* **Required action**: State, as a bare number, how many lines below contain "process".

··· Materials provided

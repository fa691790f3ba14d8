use {super::*, clap::ValueEnum};

#[derive(Default, ValueEnum, Copy, Clone, Debug, PartialEq, Eq, Serialize, Deserialize)]
#[serde(rename_all = "kebab-case")]
pub enum Chain {
  #[default]
  #[value(alias("main"))]
  #[serde(alias = "main")]
  Mainnet,
  Regtest,
  Signet,
  #[value(alias("test"))]
  #[serde(alias = "test")]
  Testnet,
}

impl Chain {
  pub fn default_rpc_port(self) -> u16 {
    match self {
      Self::Mainnet => 8332,
      Self::Regtest => 18443,
      Self::Signet => 38332,
      Self::Testnet => 18332,
    }
  }

  pub fn join_with_data_dir(self, data_dir: impl AsRef<Path>) -> PathBuf {
    let path = data_dir.as_ref();
    match self {
      Self::Mainnet => path.to_owned(),
      Self::Regtest => path.join("regtest"),
      Self::Signet => path.join("signet"),
      Self::Testnet => path.join("testnet3"),
    }
  }
}

impl TryFrom<Network> for Chain {
  type Error = Error;

  fn try_from(network: Network) -> Result<Self> {
    match network {
      Network::Bitcoin => Ok(Self::Mainnet),
      Network::Regtest => Ok(Self::Regtest),
      Network::Signet => Ok(Self::Signet),
      Network::Testnet => Ok(Self::Testnet),
      other => Err(anyhow!("unsupported chain: {other}")),
    }
  }
}

impl Display for Chain {
  fn fmt(&self, f: &mut Formatter) -> fmt::Result {
    write!(
      f,
      "{}",
      match self {
        Self::Mainnet => "mainnet",
        Self::Regtest => "regtest",
        Self::Signet => "signet",
        Self::Testnet => "testnet",
      }
    )
  }
}

impl FromStr for Chain {
  type Err = Error;

  fn from_str(s: &str) -> Result<Self, Self::Err> {
    match s {
      "mainnet" | "main" => Ok(Self::Mainnet),
      "regtest" => Ok(Self::Regtest),
      "signet" => Ok(Self::Signet),
      "testnet" | "test" => Ok(Self::Testnet),
      _ => bail!("invalid chain `{s}`"),
    }
  }
}
#![allow(clippy::result_large_err, clippy::too_many_arguments)]
#![deny(
  clippy::cast_lossless,
  clippy::cast_possible_truncation,
  clippy::cast_possible_wrap,
  clippy::cast_sign_loss
)]

use {
  self::{
    arguments::Arguments,
    config::Config,
    error::ResultExt,
    subcommand::{OutputFormat, Subcommand, SubcommandResult},
  },
  anyhow::{anyhow, bail, ensure, Context, Error},
  bitcoin::{
    absolute::LockTime, transaction::Version, Amount, Network, OutPoint, ScriptBuf, Sequence,
    Transaction, TxIn, TxOut, Txid, Witness,
  },
  bitcoincore_rpc::{Client, RpcApi},
  clap::{ArgGroup, Parser},
  serde::{Deserialize, Serialize},
  snafu::{Backtrace, ErrorCompat, Snafu},
  std::{
    backtrace::BacktraceStatus,
    collections::{BTreeMap, BTreeSet},
    env,
    fmt::{self, Display, Formatter},
    fs::File,
    io,
    path::{Path, PathBuf},
    process,
    str::FromStr,
    sync::atomic::{self, AtomicBool},
    thread,
    time::Duration,
  },
};

pub use self::{
  chain::Chain,
  destinations::Destinations,
  dispatcher::{Dispatcher, Phase, Step},
  error::{AssemblyError, SettlementError, SnafuError},
  ledger::Ledger,
  node::{Node, Unspent},
  options::Options,
  parameters::Parameters,
  pools::{Pool, Pools},
  settings::Settings,
  shape::Shape,
  skeleton::Skeleton,
};

#[cfg(test)]
#[macro_use]
mod test;

#[cfg(test)]
use self::test::*;

pub mod arguments;
pub mod chain;
mod config;
mod destinations;
mod dispatcher;
mod error;
mod ledger;
mod node;
pub mod options;
mod parameters;
mod pools;
pub mod settings;
mod settlement;
mod shape;
mod skeleton;
pub mod subcommand;

type Result<T = (), E = Error> = std::result::Result<T, E>;
type SnafuResult<T = (), E = SnafuError> = std::result::Result<T, E>;

static SHUTTING_DOWN: AtomicBool = AtomicBool::new(false);

fn default<T: Default>() -> T {
  Default::default()
}

pub fn main() {
  env_logger::init();

  ctrlc::set_handler(move || {
    if SHUTTING_DOWN.fetch_or(true, atomic::Ordering::Relaxed) {
      process::exit(1);
    }

    eprintln!("Shutting down gracefully. Press <CTRL-C> again to shutdown immediately.");
  })
  .expect("Error setting <CTRL-C> handler");

  let args = Arguments::parse();

  let format = args.options.format;

  match args.run() {
    Err(err) => {
      eprintln!("error: {err}");

      if let SnafuError::Anyhow { err } = err {
        for (i, err) in err.chain().skip(1).enumerate() {
          if i == 0 {
            eprintln!();
            eprintln!("because:");
          }

          eprintln!("- {err}");
        }

        if env::var_os("RUST_BACKTRACE")
          .map(|val| val == "1")
          .unwrap_or_default()
        {
          eprintln!("{}", err.backtrace());
        }
      } else {
        for (i, err) in err.iter_chain().skip(1).enumerate() {
          if i == 0 {
            eprintln!();
            eprintln!("because:");
          }

          eprintln!("- {err}");
        }

        if let Some(backtrace) = err.backtrace() {
          if backtrace.status() == BacktraceStatus::Captured {
            eprintln!("backtrace:");
            eprintln!("{backtrace}");
          }
        }
      }

      process::exit(1);
    }
    Ok(output) => {
      if let Some(output) = output {
        output.print(format.unwrap_or_default());
      }
    }
  }
}
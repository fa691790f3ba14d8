use super::*;

#[derive(Debug, Clone, Copy, PartialEq, Eq, Serialize, Deserialize)]
#[serde(rename_all = "kebab-case")]
pub enum Phase {
  /// Many-to-one requests still owed from the bootstrap deficit.
  Consolidating { remaining: usize },
  /// A single one-to-many request if the low-value pool is over threshold.
  Batching,
  /// One-to-one requests, indefinitely.
  SteadyState,
}

#[derive(Debug)]
pub enum Step {
  Settled { shape: Shape, txid: Txid },
  Failed(SettlementError),
  Skipped(AssemblyError),
}

/// Decides which transaction shape to request next and routes each request
/// through assembly and settlement. Consolidation always runs before
/// batching, and batching before steady-state load.
#[derive(Debug, Clone)]
pub struct Dispatcher {
  parameters: Parameters,
  phase: Phase,
  stalled: bool,
}

impl Dispatcher {
  pub fn new(parameters: Parameters, ledger: &Ledger) -> Self {
    let remaining = parameters.consolidation_rounds(ledger.pools().spendable().len());

    log::info!("Dispatching {remaining} consolidation rounds before steady state");

    Self {
      parameters,
      phase: if remaining > 0 {
        Phase::Consolidating { remaining }
      } else {
        Phase::Batching
      },
      stalled: false,
    }
  }

  pub fn phase(&self) -> Phase {
    self.phase
  }

  /// True when steady state found nothing to spend on its last step.
  pub fn stalled(&self) -> bool {
    self.stalled
  }

  pub fn step(&mut self, node: &impl Node, ledger: &mut Ledger) -> Step {
    match self.phase {
      Phase::Consolidating { remaining } => {
        self.phase = if remaining > 1 {
          Phase::Consolidating {
            remaining: remaining - 1,
          }
        } else {
          Phase::Batching
        };

        self.request(Shape::ManyToOne, node, ledger)
      }
      Phase::Batching => {
        self.phase = Phase::SteadyState;

        if ledger.pools().low_value().len() > self.parameters.batch_threshold {
          self.stalled = false;
          self.request(Shape::OneToMany, node, ledger)
        } else {
          self.step(node, ledger)
        }
      }
      Phase::SteadyState => {
        let step = self.request(Shape::OneToOne, node, ledger);

        // give accumulated low-value outputs another chance before retrying
        self.stalled = matches!(step, Step::Skipped(_));

        if self.stalled {
          self.phase = Phase::Batching;
        }

        step
      }
    }
  }

  /// Step until `shutdown` is set or `limit` transactions have settled,
  /// sleeping for `idle` whenever there is nothing left to spend.
  pub fn run(
    &mut self,
    node: &impl Node,
    ledger: &mut Ledger,
    shutdown: &AtomicBool,
    limit: Option<u64>,
    idle: Duration,
  ) {
    loop {
      if shutdown.load(atomic::Ordering::Relaxed) {
        log::info!("Shutdown requested, stopping after {} settlements", ledger.settled());
        break;
      }

      if limit.is_some_and(|limit| ledger.settled() >= limit) {
        log::info!("Settled {} transactions, stopping", ledger.settled());
        break;
      }

      self.step(node, ledger);

      if self.stalled {
        log::info!(
          "No spendable output available, waiting {}s",
          idle.as_secs_f64()
        );
        thread::sleep(idle);
      }
    }
  }

  fn request(&self, shape: Shape, node: &impl Node, ledger: &mut Ledger) -> Step {
    let skeleton = match Skeleton::assemble(
      shape,
      &ledger.pools,
      &mut ledger.destinations,
      &self.parameters,
    ) {
      Ok(skeleton) => skeleton,
      Err(err) => {
        ledger.skipped += 1;
        log::debug!("Skipped {shape} request: {err}");
        return Step::Skipped(err);
      }
    };

    match ledger.settle(node, skeleton) {
      Ok(txid) => Step::Settled { shape, txid },
      Err(err) => Step::Failed(err),
    }
  }
}
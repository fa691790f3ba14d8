fn main() {
  churn::main();
}
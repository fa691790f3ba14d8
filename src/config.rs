use super::*;

#[derive(Deserialize, Default, PartialEq, Debug, Clone)]
#[serde(deny_unknown_fields)]
pub(crate) struct Config {
  pub(crate) batch_threshold: Option<usize>,
  pub(crate) bitcoin_data_dir: Option<PathBuf>,
  pub(crate) bitcoin_rpc_password: Option<String>,
  pub(crate) bitcoin_rpc_url: Option<String>,
  pub(crate) bitcoin_rpc_username: Option<String>,
  pub(crate) chain: Option<Chain>,
  pub(crate) cookie_file: Option<PathBuf>,
  pub(crate) dust_floor: Option<u64>,
  pub(crate) input_limit: Option<usize>,
  pub(crate) listunspent_limit: Option<usize>,
  pub(crate) output_limit: Option<usize>,
  pub(crate) retention_percent: Option<u64>,
  pub(crate) tx_fee: Option<u64>,
  pub(crate) wallet: Option<String>,
}

impl Config {
  pub(crate) fn load(options: &Options) -> SnafuResult<Self> {
    let path = match (&options.config, &options.config_dir) {
      (Some(path), _) => path.clone(),
      (None, Some(dir)) if dir.join("churn.yaml").exists() => dir.join("churn.yaml"),
      (None, Some(_)) | (None, None) => return Ok(Self::default()),
    };

    Self::from_path(&path)
  }

  fn from_path(path: &Path) -> SnafuResult<Self> {
    let file = File::open(path).with_snafu_context(|_| error::Io { path })?;

    serde_yaml::from_reader(file).with_snafu_context(|_| error::ConfigParse { path })
  }
}
use super::*;

#[derive(Debug, Parser)]
pub(crate) struct Run {
  #[arg(
    long,
    default_value_t = 10,
    help = "Wait <IDLE_INTERVAL> seconds before retrying when nothing is spendable."
  )]
  idle_interval: u64,
  #[arg(long, help = "Stop after <MAX_TRANSACTIONS> successful transactions.")]
  max_transactions: Option<u64>,
}

#[derive(Debug, PartialEq, Serialize, Deserialize)]
pub struct Output {
  pub failed: u64,
  pub low_value: usize,
  pub settled: u64,
  pub skipped: u64,
  pub spendable: usize,
}

impl From<&Ledger> for Output {
  fn from(ledger: &Ledger) -> Self {
    Self {
      failed: ledger.failed(),
      low_value: ledger.pools().low_value().len(),
      settled: ledger.settled(),
      skipped: ledger.skipped(),
      spendable: ledger.pools().spendable().len(),
    }
  }
}

impl Run {
  pub(crate) fn run(self, settings: Settings) -> SubcommandResult {
    let client = settings.bitcoin_rpc_client()?;

    let parameters = settings.parameters();

    let mut ledger = Ledger::bootstrap(&client, &parameters)?;

    let mut dispatcher = Dispatcher::new(parameters, &ledger);

    dispatcher.run(
      &client,
      &mut ledger,
      &SHUTTING_DOWN,
      self.max_transactions,
      Duration::from_secs(self.idle_interval),
    );

    Ok(Some(Box::new(Output::from(&ledger))))
  }
}
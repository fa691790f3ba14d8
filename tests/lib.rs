use {
  self::{command_builder::CommandBuilder, scripted_node::ScriptedNode},
  bitcoin::{hashes::Hash, Amount, OutPoint, ScriptBuf, Transaction, Txid},
  churn::{
    Destinations, Dispatcher, Ledger, Node, Parameters, Phase, Pools, Shape, Step, Unspent,
  },
  executable_path::executable_path,
  pretty_assertions::assert_eq as pretty_assert_eq,
  regex::Regex,
  std::{
    cell::RefCell,
    collections::{BTreeMap, BTreeSet},
    fs,
    process::{Command, Stdio},
    str,
    sync::atomic::AtomicBool,
    time::Duration,
  },
  tempfile::TempDir,
};



fn txid(n: u64) -> Txid {
  let mut bytes = [0; 32];
  bytes[24..].copy_from_slice(&n.to_be_bytes());
  Txid::from_byte_array(bytes)
}

fn script(n: u8) -> ScriptBuf {
  ScriptBuf::from_bytes(vec![0x00, 0x14].into_iter().chain([n; 20]).collect())
}

fn ledger(spendable: &[u64], low_value: &[u64]) -> Ledger {
  let mut pools = Pools::new(Parameters::default().dust_floor);

  for (vout, value) in (0..).zip(spendable.iter().chain(low_value)) {
    pools.insert(OutPoint::new(txid(0), vout), Amount::from_sat(*value));
  }

  Ledger::new(
    pools,
    Destinations::new(
      [
        ("alice".to_string(), script(1)),
        ("bob".to_string(), script(2)),
      ]
      .into(),
    ),
  )
}

fn shape(step: &Step) -> Shape {
  match step {
    Step::Settled { shape, .. } => *shape,
    Step::Failed(err) => err.shape(),
    Step::Skipped(err) => err.shape(),
  }
}
//! Error types for sayflow.

use thiserror::Error;

#[derive(Error, Debug)]
pub enum SayflowError {
    // Configuration errors
    #[error("Failed to parse configuration: {message}")]
    ConfigParse { message: String },

    #[error("Invalid configuration value for {key}: {message}")]
    ConfigInvalidValue { key: String, message: String },

    #[error("Configuration error: {0}")]
    Config(#[from] toml::de::Error),

    // Sentence segmentation errors
    #[error("Sentence segmentation failed: {message}")]
    Segmentation { message: String },

    // Synthesis errors
    #[error("Speech synthesis failed: {message}")]
    Synthesis { message: String },

    #[error("Speech synthesis timed out after {timeout_ms}ms")]
    SynthesisTimeout { timeout_ms: u64 },

    // Playback errors
    #[error("Playback failed: {message}")]
    Playback { message: String },

    // Artifact storage errors
    #[error("Audio artifact error for sentence {index}: {message}")]
    Artifact { index: u64, message: String },

    // Run lifecycle
    #[error("Speech pipeline has been stopped")]
    PipelineStopped,

    // General I/O errors
    #[error("I/O error: {0}")]
    Io(#[from] std::io::Error),

    // Generic error for cases not covered above
    #[error("{0}")]
    Other(String),
}

// Type alias for convenience
pub type Result<T> = std::result::Result<T, SayflowError>;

······

* **Response to the task**: 4